The Adventures of Mark Twain is a feature-length animated gem by the father of Claymation himself, Academy Award® winner Will Vinton. Combining elements from Twains various writings – including The Mysterious Stranger, The Diary of Adam and Eve and Captain Stormfield’s Visit to Heaven – with lavish clay animation, the picture tells the story of how fictional rascals Tom Sawyer, Huck Finn and Becky Thatcher met their eccentric maker and stowed away on his flying airship, destined for a rendezvous with Halley’s Comet. It’s a uniquely ambitious work which managed to completely fall off the public’s radar following its release in 1985. Now available as a Collector’s Edition Blu-Ray packed with special features and crew interviews, Twain is getting a second chance to find its audience, to the relief of its director. Reflecting on his one-of-a-kind creation, Vinton recently opened up about working in the “Kiddie Ghetto,” his take on Pixar’s aesthetics, the possibilities of a Claymation comeback and the truth behind whether or not that aforementioned clip was actually considered too disturbing for broadcasting.

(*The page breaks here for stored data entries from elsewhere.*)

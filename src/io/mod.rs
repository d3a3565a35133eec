//! IO modules - external system interfaces
//!
//! This module contains all external IO operations:
//! - `mqtt` - MQTT client for receiving location reports
//! - `mqtt_egress` - MQTT publisher for fence events and metrics
//! - `api` - HTTP control API (fence add/remove/list, dwell threshold)
//! - `prometheus` - Prometheus text formatting for `/metrics`

pub mod api;
pub mod mqtt;
pub mod mqtt_egress;
pub mod prometheus;

// Re-export commonly used types
pub use api::{start_api_server, ApiState};
pub use mqtt_egress::MqttPublisher;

James Gartler:Would you say that your experience making this entirely clay-animated film felt, as Mark Twain says in the movie, was “like following a hall at home in the dark - even if you feel some fear, you know no harm can come to you because you’ve traveled that hallway a hundred times in nothing but bare feet and faith?”
Will Vinton: Well, I think that’s actually a pretty accurate description of things. We’d been doing Claymation for a decade by that point so we knew where we were going pretty well, but from the outside it probably looked a little crazy! Everything in the film was hand-made using clay. It is pretty amazing to think about the sheer amount of hand-sculpted work that went into the picture.

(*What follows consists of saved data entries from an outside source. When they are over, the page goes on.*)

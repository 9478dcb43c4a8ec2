// File: ./src/model/parser/task.rs
use super::ParseContext;
use super::date::resolve_date;
use crate::model::item::{Category, NO_PROJECT, Task, TaskStatus, TaskType};
use chrono::{NaiveDate, NaiveDateTime};
use once_cell::sync::Lazy;
use regex::Regex;

// "Охтинский парк - ..." : capitalised word (+ optional lower-case word) before a dash.
static PROJECT_BEFORE_DASH: Lazy<Regex> =
    Lazy::new(|| Regex::new(r"([А-ЯЁ][а-яё]+(?:\s+[а-яё]+)?)\s*(?:-|–|—)").unwrap());
// "Новая Рига шкаф": up to two capitalised words at the start.
static PROJECT_AT_START: Lazy<Regex> =
    Lazy::new(|| Regex::new(r"^([А-ЯЁ][а-яё]+(?:\s+[А-ЯЁ][а-яё]+)?)").unwrap());

static DEADLINE_PATTERNS: Lazy<Vec<Regex>> = Lazy::new(|| {
    [
        r"(?i)\bдо\s+(\d+\s+\w+)",
        r"(?i)\bк\s+(\d+\s+\w+|\w+)",
        r"(\d+\s+\w+)",
        r"(\d+-\d+\s+\w+)",
    ]
    .iter()
    .map(|p| Regex::new(p).unwrap())
    .collect()
});

static BLOCKER_PATTERNS: Lazy<Vec<Regex>> = Lazy::new(|| {
    [
        r"(?i)ждем?\s+([^-\n]+?)(?:\s*(?:-|$|\()|,)",
        r"(?i)ожида[ею][тм]\s+([^-\n]+?)(?:\s*(?:-|$|\()|,)",
    ]
    .iter()
    .map(|p| Regex::new(p).unwrap())
    .collect()
});

/// Values a section already knows about the task. Empty or missing values fall back
/// to extraction from the text.
#[derive(Debug, Clone, Copy)]
pub struct TaskSeed<'a> {
    pub project: Option<&'a str>,
    pub assignee: Option<&'a str>,
    pub kind: TaskType,
    pub category: Category,
}

impl Default for TaskSeed<'_> {
    fn default() -> Self {
        Self {
            project: None,
            assignee: None,
            kind: TaskType::Production,
            category: Category::ObjectTasks,
        }
    }
}

/// Builds one task from a single line of text.
pub fn build_task(text: &str, seed: TaskSeed<'_>, ctx: &ParseContext) -> Task {
    let project = match seed.project.map(str::trim) {
        Some(p) if !p.is_empty() => p.to_string(),
        _ => extract_project(text, ctx.rules.known_projects()),
    };
    let assignee = match seed.assignee.map(str::trim) {
        Some(a) if !a.is_empty() => a.to_string(),
        _ => ctx.rules.assignees.guess(text),
    };
    let blocker = extract_blocker(text);
    let status = if blocker.is_some() {
        TaskStatus::Waiting
    } else {
        TaskStatus::InProgress
    };

    let mut task = Task::new(text, status, ctx.stamp());
    task.project = project;
    task.assignee = assignee;
    task.kind = seed.kind;
    task.category = seed.category;
    task.deadline = extract_deadline(text, ctx.reference());
    task.blocker = blocker;
    task
}

/// Project name from free text, or "Без проекта".
pub fn extract_project(text: &str, known: Option<&Regex>) -> String {
    let found = PROJECT_BEFORE_DASH
        .captures(text)
        .or_else(|| PROJECT_AT_START.captures(text))
        .and_then(|c| c.get(1))
        .or_else(|| known.and_then(|re| re.captures(text)).and_then(|c| c.get(1)))
        .map(|m| m.as_str().trim().to_string());

    match found {
        Some(p) if !p.is_empty() => p,
        _ => NO_PROJECT.to_string(),
    }
}

/// First deadline phrase that resolves to a date.
pub fn extract_deadline(text: &str, now: NaiveDateTime) -> Option<NaiveDate> {
    DEADLINE_PATTERNS.iter().find_map(|re| {
        re.captures(text)
            .and_then(|c| c.get(1))
            .and_then(|m| resolve_date(m.as_str(), now))
    })
}

/// What the task is waiting on ("ждем фурнитуру" -> "фурнитуру").
pub fn extract_blocker(text: &str) -> Option<String> {
    BLOCKER_PATTERNS.iter().find_map(|re| {
        re.captures(text)
            .and_then(|c| c.get(1))
            .map(|m| m.as_str().trim().to_string())
            .filter(|b| !b.is_empty())
    })
}

#[cfg(test)]
mod tests {
    use super::*;
    use chrono::{Local, TimeZone};

    fn ctx() -> ParseContext {
        ParseContext::at(Local.with_ymd_and_hms(2025, 10, 20, 12, 0, 0).unwrap())
    }

    #[test]
    fn test_project_before_dash() {
        assert_eq!(
            extract_project("Охтинский парк - собрать кухню", None),
            "Охтинский парк"
        );
    }

    #[test]
    fn test_project_at_start_and_fallback() {
        assert_eq!(extract_project("Новая Рига шкаф", None), "Новая Рига");
        assert_eq!(extract_project("собрать шкаф", None), NO_PROJECT);
    }

    #[test]
    fn test_known_project_anywhere() {
        let c = ctx();
        assert_eq!(
            extract_project("отвезти фасады в токсово", c.rules.known_projects()),
            "токсово"
        );
    }

    #[test]
    fn test_blocker_stops_at_dash_or_paren() {
        assert_eq!(
            extract_blocker("Левел - ждем фурнитуру - срочно").as_deref(),
            Some("фурнитуру")
        );
        assert_eq!(
            extract_blocker("ждем стекло (Вова)").as_deref(),
            Some("стекло")
        );
        assert_eq!(
            extract_blocker("ожидаем замер, потом монтаж").as_deref(),
            Some("замер")
        );
        assert_eq!(extract_blocker("собрать шкаф"), None);
    }

    #[test]
    fn test_deadline_first_resolving_pattern_wins() {
        let c = ctx();
        assert_eq!(
            extract_deadline("кухня 1812 до 15 ноября", c.reference()),
            NaiveDate::from_ymd_opt(2025, 11, 15)
        );
        assert_eq!(
            extract_deadline("фасады к пятнице", c.reference()),
            None,
            "only the listed weekday forms resolve"
        );
        assert_eq!(
            extract_deadline("фасады к 5 ноября", c.reference()),
            NaiveDate::from_ymd_opt(2025, 11, 5)
        );
        assert_eq!(extract_deadline("шкаф", c.reference()), None);
    }

    #[test]
    fn test_build_task_waiting_when_blocked() {
        let c = ctx();
        let task = build_task("Левел - кухня, ждем фасады", TaskSeed::default(), &c);
        assert_eq!(task.project, "Левел");
        assert_eq!(task.assignee, "Владимир");
        assert_eq!(task.status, TaskStatus::Waiting);
        assert_eq!(task.blocker.as_deref(), Some("фасады"));
        assert_eq!(task.history.len(), 1);
        assert_eq!(task.history[0].status, Some(TaskStatus::Waiting));
    }
}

JG: Did the film really begin as a short purely about Adam and Eve?
WV: Executive Producer Hugh Kennedy Tirrell was a huge fan of Twain at the time, more so than I, and he sent me The Complete Works of Mark Twain when he was trying to talk me into doing the project. It worked! There were all these books around and I couldn’t help but go through them. I was used to stuff like Tom Sawyer and Huck Finn, those books, but I hadn’t seen or read enough to really know all that much about Mark Twain himself, or the more sophisticated and darker elements of his writing. So, we did start on The Diary of Adam and Eve while I was still reading Twain, and by the time we had that together, I started to feel like there was a very cool, very unusual movie that could be made.
JG: Is it true that a 17-person crew produced the film on a 1.5 million dollar budget by working in a basement for four years?

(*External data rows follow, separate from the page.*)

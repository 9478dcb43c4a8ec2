// File: ./src/model/item.rs
use chrono::{DateTime, Datelike, DurationRound, NaiveDate, TimeDelta, TimeZone, Utc, Weekday};
use serde::{Deserialize, Serialize};
use strum::{AsRefStr, Display, EnumIter, EnumString};
use uuid::Uuid;

pub const NO_PROJECT: &str = "Без проекта";
pub const NO_ASSIGNEE: &str = "Без исполнителя";
pub const NO_DATE_LABEL: &str = "БЕЗ ДАТЫ";

pub fn new_id() -> String {
    Uuid::new_v4().to_string()
}

/// Record timestamp for `now`, cut to whole milliseconds as stored on disk.
pub fn record_stamp<Tz: TimeZone>(now: &DateTime<Tz>) -> DateTime<Utc> {
    let utc = now.with_timezone(&Utc);
    utc.duration_trunc(TimeDelta::milliseconds(1)).unwrap_or(utc)
}

// --- STATUS / KIND ENUMS ---

#[derive(
    Debug,
    Clone,
    Copy,
    Default,
    Eq,
    PartialEq,
    Hash,
    Serialize,
    Deserialize,
    EnumIter,
    EnumString,
    Display,
    AsRefStr,
)]
#[serde(rename_all = "snake_case")]
#[strum(serialize_all = "snake_case")]
pub enum TaskStatus {
    #[default]
    InProgress,
    Waiting,
    Ready,
    Done,
}

impl TaskStatus {
    pub fn is_done(&self) -> bool {
        matches!(self, Self::Done)
    }

    pub fn label(&self) -> &'static str {
        match self {
            TaskStatus::InProgress => "В работе",
            TaskStatus::Waiting => "Ожидание",
            TaskStatus::Ready => "Готово",
            TaskStatus::Done => "Завершено",
        }
    }
}

#[derive(
    Debug, Clone, Copy, Default, Eq, PartialEq, Serialize, Deserialize, EnumString, Display,
)]
#[serde(rename_all = "snake_case")]
#[strum(serialize_all = "snake_case")]
pub enum TaskType {
    #[default]
    Production,
    Painting,
    Carpentry,
    Assembly,
}

/// Fixed task groups. Iteration order is the display order.
#[derive(
    Debug, Clone, Copy, Default, Eq, PartialEq, Hash, Serialize, Deserialize, EnumIter, Display,
)]
pub enum Category {
    #[default]
    #[serde(rename = "Задачи по объекту")]
    #[strum(to_string = "Задачи по объекту")]
    ObjectTasks,
    #[serde(rename = "Столяра")]
    #[strum(to_string = "Столяра")]
    Carpenters,
    #[serde(rename = "Малярка")]
    #[strum(to_string = "Малярка")]
    Painting,
    #[serde(rename = "Сборщики")]
    #[strum(to_string = "Сборщики")]
    Assemblers,
}

impl Category {
    /// Categories rendered with one sub-group per assignee.
    pub fn groups_by_assignee(&self) -> bool {
        !matches!(self, Category::Painting)
    }
}

#[derive(
    Debug, Clone, Copy, Default, Eq, PartialEq, Serialize, Deserialize, EnumString, Display,
)]
#[serde(rename_all = "snake_case")]
#[strum(serialize_all = "snake_case")]
pub enum Priority {
    #[default]
    Normal,
    High,
}

#[derive(Debug, Clone, Copy, Eq, PartialEq, Serialize, Deserialize)]
#[serde(rename_all = "snake_case")]
pub enum HistoryAction {
    Created,
    StatusChanged,
    Completed,
    Uncompleted,
    Updated,
}

#[derive(Debug, Clone, Eq, PartialEq, Serialize, Deserialize)]
pub struct HistoryEntry {
    #[serde(with = "chrono::serde::ts_milliseconds")]
    pub timestamp: DateTime<Utc>,
    pub action: HistoryAction,
    // Older backups carry `updated` entries without a status.
    #[serde(default, skip_serializing_if = "Option::is_none")]
    pub status: Option<TaskStatus>,
}

// --- TASK ---

#[derive(Debug, Clone, Eq, PartialEq, Serialize, Deserialize)]
pub struct Task {
    #[serde(deserialize_with = "legacy_id::deserialize")]
    pub id: String,
    pub project: String,
    pub title: String,
    #[serde(default)]
    pub assignee: String,
    pub status: TaskStatus,
    #[serde(rename = "type", default)]
    pub kind: TaskType,
    #[serde(default)]
    pub category: Category,
    #[serde(default, with = "lenient_date")]
    pub deadline: Option<NaiveDate>,
    #[serde(default)]
    pub blocker: Option<String>,
    #[serde(default)]
    pub priority: Priority,
    #[serde(with = "chrono::serde::ts_milliseconds")]
    pub created: DateTime<Utc>,
    #[serde(with = "chrono::serde::ts_milliseconds")]
    pub updated: DateTime<Utc>,
    #[serde(default)]
    pub history: Vec<HistoryEntry>,
}

/// Fields a manual create/edit supplies. Mirrors the task form.
#[derive(Debug, Clone, Default, PartialEq, Eq)]
pub struct TaskDraft {
    pub project: String,
    pub title: String,
    pub assignee: String,
    pub status: TaskStatus,
    pub deadline: Option<NaiveDate>,
    pub priority: Priority,
    pub blocker: Option<String>,
}

impl Task {
    pub fn new(title: &str, status: TaskStatus, now: DateTime<Utc>) -> Self {
        Self {
            id: new_id(),
            project: NO_PROJECT.to_string(),
            title: title.to_string(),
            assignee: String::new(),
            status,
            kind: TaskType::Production,
            category: Category::ObjectTasks,
            deadline: None,
            blocker: None,
            priority: Priority::Normal,
            created: now,
            updated: now,
            history: vec![HistoryEntry {
                timestamp: now,
                action: HistoryAction::Created,
                status: Some(status),
            }],
        }
    }

    pub fn from_draft(draft: TaskDraft, now: DateTime<Utc>) -> Self {
        let mut task = Self::new(&draft.title, draft.status, now);
        task.project = draft.project;
        task.assignee = draft.assignee;
        task.deadline = draft.deadline;
        task.priority = draft.priority;
        task.blocker = draft.blocker;
        task
    }

    /// Sets the status and appends the matching history entry.
    pub fn record_status(&mut self, status: TaskStatus, action: HistoryAction, now: DateTime<Utc>) {
        self.status = status;
        self.updated = now;
        self.history.push(HistoryEntry {
            timestamp: now,
            action,
            status: Some(status),
        });
    }

    /// Replaces the editable fields. Manual edits always reset the type to production.
    pub fn apply_draft(&mut self, draft: TaskDraft, now: DateTime<Utc>) {
        self.project = draft.project;
        self.title = draft.title;
        self.assignee = draft.assignee;
        self.deadline = draft.deadline;
        self.priority = draft.priority;
        self.blocker = draft.blocker;
        self.kind = TaskType::Production;
        self.record_status(draft.status, HistoryAction::Updated, now);
    }

    pub fn to_draft(&self) -> TaskDraft {
        TaskDraft {
            project: self.project.clone(),
            title: self.title.clone(),
            assignee: self.assignee.clone(),
            status: self.status,
            deadline: self.deadline,
            priority: self.priority,
            blocker: self.blocker.clone(),
        }
    }

    pub fn has_project(&self) -> bool {
        !self.project.is_empty() && self.project != NO_PROJECT
    }

    pub fn assignee_or_default(&self) -> &str {
        if self.assignee.is_empty() {
            NO_ASSIGNEE
        } else {
            &self.assignee
        }
    }
}

// --- SHIPMENT ---

#[derive(Debug, Clone, Copy, Default, Eq, PartialEq, Serialize, Deserialize)]
#[serde(rename_all = "snake_case")]
pub enum ShipmentStatus {
    #[default]
    Planned,
}

#[derive(Debug, Clone, Eq, PartialEq, Serialize, Deserialize)]
pub struct Shipment {
    #[serde(deserialize_with = "legacy_id::deserialize")]
    pub id: String,
    pub project: String,
    #[serde(default, with = "lenient_date")]
    pub date: Option<NaiveDate>,
    #[serde(
        rename = "dayName",
        default,
        skip_serializing_if = "Option::is_none"
    )]
    pub day_name: Option<String>,
    #[serde(default)]
    pub assembler: String,
    #[serde(default)]
    pub installer: String,
    #[serde(default)]
    pub status: ShipmentStatus,
    #[serde(default)]
    pub notes: String,
    #[serde(with = "chrono::serde::ts_milliseconds")]
    pub created: DateTime<Utc>,
    #[serde(with = "chrono::serde::ts_milliseconds")]
    pub updated: DateTime<Utc>,
}

#[derive(Debug, Clone, Default, PartialEq, Eq)]
pub struct ShipmentDraft {
    pub project: String,
    pub date: Option<NaiveDate>,
    pub assembler: String,
    pub installer: String,
    pub notes: String,
}

impl Shipment {
    pub fn new(project: &str, date: Option<NaiveDate>, now: DateTime<Utc>) -> Self {
        Self {
            id: new_id(),
            project: project.to_string(),
            date,
            day_name: None,
            assembler: String::new(),
            installer: String::new(),
            status: ShipmentStatus::Planned,
            notes: String::new(),
            created: now,
            updated: now,
        }
    }

    pub fn from_draft(draft: ShipmentDraft, now: DateTime<Utc>) -> Self {
        let mut shipment = Self::new(&draft.project, draft.date, now);
        shipment.assembler = draft.assembler;
        shipment.installer = draft.installer;
        shipment.notes = draft.notes;
        shipment
    }

    /// Edits never touch `day_name`: a plan label stays authoritative for grouping.
    pub fn apply_draft(&mut self, draft: ShipmentDraft, now: DateTime<Utc>) {
        self.project = draft.project;
        self.date = draft.date;
        self.assembler = draft.assembler;
        self.installer = draft.installer;
        self.notes = draft.notes;
        self.status = ShipmentStatus::Planned;
        self.updated = now;
    }

    pub fn to_draft(&self) -> ShipmentDraft {
        ShipmentDraft {
            project: self.project.clone(),
            date: self.date,
            assembler: self.assembler.clone(),
            installer: self.installer.clone(),
            notes: self.notes.clone(),
        }
    }

    /// Whoever is named for the leg, assembler first.
    pub fn crew(&self) -> &str {
        if self.assembler.is_empty() {
            &self.installer
        } else {
            &self.assembler
        }
    }
}

// --- INSTALLATION ---

#[derive(Debug, Clone, Eq, PartialEq, Serialize, Deserialize)]
#[serde(from = "InstallationRecord")]
pub struct Installation {
    pub id: String,
    pub project: String,
    #[serde(with = "lenient_date")]
    pub date: Option<NaiveDate>,
    #[serde(rename = "dayName")]
    pub day_name: String,
    pub installer: String,
    #[serde(with = "chrono::serde::ts_milliseconds")]
    pub created: DateTime<Utc>,
    #[serde(with = "chrono::serde::ts_milliseconds")]
    pub updated: DateTime<Utc>,
}

/// Stored shape; items listed before any day header carry `"dayName": null`.
#[derive(Deserialize)]
struct InstallationRecord {
    #[serde(deserialize_with = "legacy_id::deserialize")]
    id: String,
    project: String,
    #[serde(default, with = "lenient_date")]
    date: Option<NaiveDate>,
    #[serde(rename = "dayName", default)]
    day_name: Option<String>,
    #[serde(default)]
    installer: String,
    #[serde(with = "chrono::serde::ts_milliseconds")]
    created: DateTime<Utc>,
    #[serde(with = "chrono::serde::ts_milliseconds")]
    updated: DateTime<Utc>,
}

impl From<InstallationRecord> for Installation {
    fn from(raw: InstallationRecord) -> Self {
        let day_name = raw
            .day_name
            .filter(|name| !name.trim().is_empty())
            .unwrap_or_else(|| day_label(raw.date));
        Self {
            id: raw.id,
            project: raw.project,
            date: raw.date,
            day_name,
            installer: raw.installer,
            created: raw.created,
            updated: raw.updated,
        }
    }
}

#[derive(Debug, Clone, Default, PartialEq, Eq)]
pub struct InstallationDraft {
    pub project: String,
    pub date: Option<NaiveDate>,
    pub installer: String,
}

impl Installation {
    /// Builds an installation with the day label derived from `date`.
    pub fn new(project: &str, date: Option<NaiveDate>, installer: &str, now: DateTime<Utc>) -> Self {
        Self {
            id: new_id(),
            project: project.to_string(),
            date,
            day_name: day_label(date),
            installer: installer.to_string(),
            created: now,
            updated: now,
        }
    }

    pub fn set_date(&mut self, date: Option<NaiveDate>) {
        self.date = date;
        self.day_name = day_label(date);
    }

    pub fn from_draft(draft: InstallationDraft, now: DateTime<Utc>) -> Self {
        Self::new(&draft.project, draft.date, &draft.installer, now)
    }

    /// Manual edits recompute the day label from the date.
    pub fn apply_draft(&mut self, draft: InstallationDraft, now: DateTime<Utc>) {
        self.project = draft.project;
        self.installer = draft.installer;
        self.set_date(draft.date);
        self.updated = now;
    }

    pub fn to_draft(&self) -> InstallationDraft {
        InstallationDraft {
            project: self.project.clone(),
            date: self.date,
            installer: self.installer.clone(),
        }
    }
}

/// Upper-case Russian weekday name for a date, or "БЕЗ ДАТЫ".
pub fn day_label(date: Option<NaiveDate>) -> String {
    match date {
        Some(d) => weekday_label(d.weekday()).to_string(),
        None => NO_DATE_LABEL.to_string(),
    }
}

pub fn weekday_label(day: Weekday) -> &'static str {
    match day {
        Weekday::Mon => "ПОНЕДЕЛЬНИК",
        Weekday::Tue => "ВТОРНИК",
        Weekday::Wed => "СРЕДА",
        Weekday::Thu => "ЧЕТВЕРГ",
        Weekday::Fri => "ПЯТНИЦА",
        Weekday::Sat => "СУББОТА",
        Weekday::Sun => "ВОСКРЕСЕНЬЕ",
    }
}

// --- SERDE HELPERS ---

/// Dates stored as `YYYY-MM-DD`. Empty strings, the literal "null" and garbage read as `None`.
pub mod lenient_date {
    use chrono::NaiveDate;
    use serde::{Deserialize, Deserializer, Serializer};

    pub fn serialize<S>(date: &Option<NaiveDate>, serializer: S) -> Result<S::Ok, S::Error>
    where
        S: Serializer,
    {
        match date {
            Some(d) => serializer.serialize_str(&d.format("%Y-%m-%d").to_string()),
            None => serializer.serialize_none(),
        }
    }

    pub fn deserialize<'de, D>(deserializer: D) -> Result<Option<NaiveDate>, D::Error>
    where
        D: Deserializer<'de>,
    {
        let raw: Option<String> = Option::deserialize(deserializer)?;
        Ok(raw.and_then(|s| NaiveDate::parse_from_str(s.trim(), "%Y-%m-%d").ok()))
    }
}

/// Older data used `Date.now() + Math.random()` numbers as ids.
mod legacy_id {
    use serde::{Deserialize, Deserializer};

    pub fn deserialize<'de, D>(deserializer: D) -> Result<String, D::Error>
    where
        D: Deserializer<'de>,
    {
        match serde_json::Value::deserialize(deserializer)? {
            serde_json::Value::String(s) => Ok(s),
            serde_json::Value::Number(n) => Ok(n.to_string()),
            other => Err(serde::de::Error::custom(format!(
                "expected string or number id, got {}",
                other
            ))),
        }
    }
}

WV: Well it’s all true, though that’s probably exaggerating a bit. Seventeen or so represents the full-time staff and then freelance people came and went, plus you have musical talent and writing talent and things that go beyond that number. We shot the film in a converted house that had a barbershop in front of it, so we called it the Barbershop Studio. The bedrooms and things were editing rooms and offices. The high-ceiling basement was conveniently connected to a four thousand square foot studio that we built in the back, and that basement was where the animators and sculptors worked on the characters. So, yes, we spent a lot of time in the basement!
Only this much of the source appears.